# Your task
From the first line of the data below through the line holding "fn actor() ->", write out each line exactly as it stands.

:: Records supplied ::

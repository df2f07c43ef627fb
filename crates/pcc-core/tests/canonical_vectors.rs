//! # Canonical Form Vectors
//!
//! Pins the exact canonical bytes of the records the engine signs. Any
//! change here changes every signature and certificate hash in the field,
//! so these strings are spelled out literally instead of derived.

use pcc_core::{
    sha256_bytes_hex, sha256_hex, AttestationPayload, AttestationType, CanonicalBytes,
    IdentityHandle, MilestoneId, Timestamp,
};

fn actor() -> IdentityHandle {
    IdentityHandle::from_public_key(&[0x11; 32]).expect("32-byte key")
}

#[test]
fn attestation_payload_canonical_form() {
    let payload = AttestationPayload::new(
        MilestoneId::new("ms-001").unwrap(),
        actor(),
        AttestationType::CitizenApproval,
        b"bridge deck poured",
        Timestamp::parse("2026-04-02T10:00:00Z").unwrap(),
    );

    let expected = format!(
        r#"{{"actorId":"{}","evidenceHash":"{}","milestoneId":"ms-001","submittedAt":"2026-04-02T10:00:00Z","type":"citizen_approval"}}"#,
        actor(),
        sha256_bytes_hex(b"bridge deck poured"),
    );

    let canonical = payload.canonical_bytes().unwrap();
    assert_eq!(std::str::from_utf8(canonical.as_bytes()).unwrap(), expected);
    assert_eq!(payload.signing_digest().unwrap(), sha256_bytes_hex(expected.as_bytes()));
}

#[test]
fn construction_order_does_not_change_digest() {
    let a = serde_json::json!({
        "milestoneId": "ms-9",
        "quorum": {"inspectorCount": 1, "auditorCount": 1, "citizenCount": 2},
        "version": "1.0"
    });
    let b = serde_json::json!({
        "version": "1.0",
        "quorum": {"citizenCount": 2, "auditorCount": 1, "inspectorCount": 1},
        "milestoneId": "ms-9"
    });
    assert_eq!(
        sha256_hex(&CanonicalBytes::new(&a).unwrap()),
        sha256_hex(&CanonicalBytes::new(&b).unwrap())
    );
}

#[test]
fn identity_handle_survives_json_inside_records() {
    let payload = AttestationPayload::new(
        MilestoneId::new("ms-002").unwrap(),
        actor(),
        AttestationType::AuditorReview,
        b"",
        Timestamp::parse("2026-05-01T00:00:00Z").unwrap(),
    );
    let json = serde_json::to_string(&payload).unwrap();
    let back: AttestationPayload = serde_json::from_str(&json).unwrap();
    assert_eq!(back, payload);
    assert_eq!(back.actor_id.public_key_bytes(), &[0x11; 32]);
}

:::

# Answer to this task
repository df2f07c43ef627fb
filename crates/pcc-core/tests/canonical_vectors.rs
//! # Canonical Form Vectors
//!
//! Pins the exact canonical bytes of the records the engine signs. Any
//! change here changes every signature and certificate hash in the field,
//! so these strings are spelled out literally instead of derived.

use pcc_core::{
    sha256_bytes_hex, sha256_hex, AttestationPayload, AttestationType, CanonicalBytes,
    IdentityHandle, MilestoneId, Timestamp,
};

fn actor() -> IdentityHandle {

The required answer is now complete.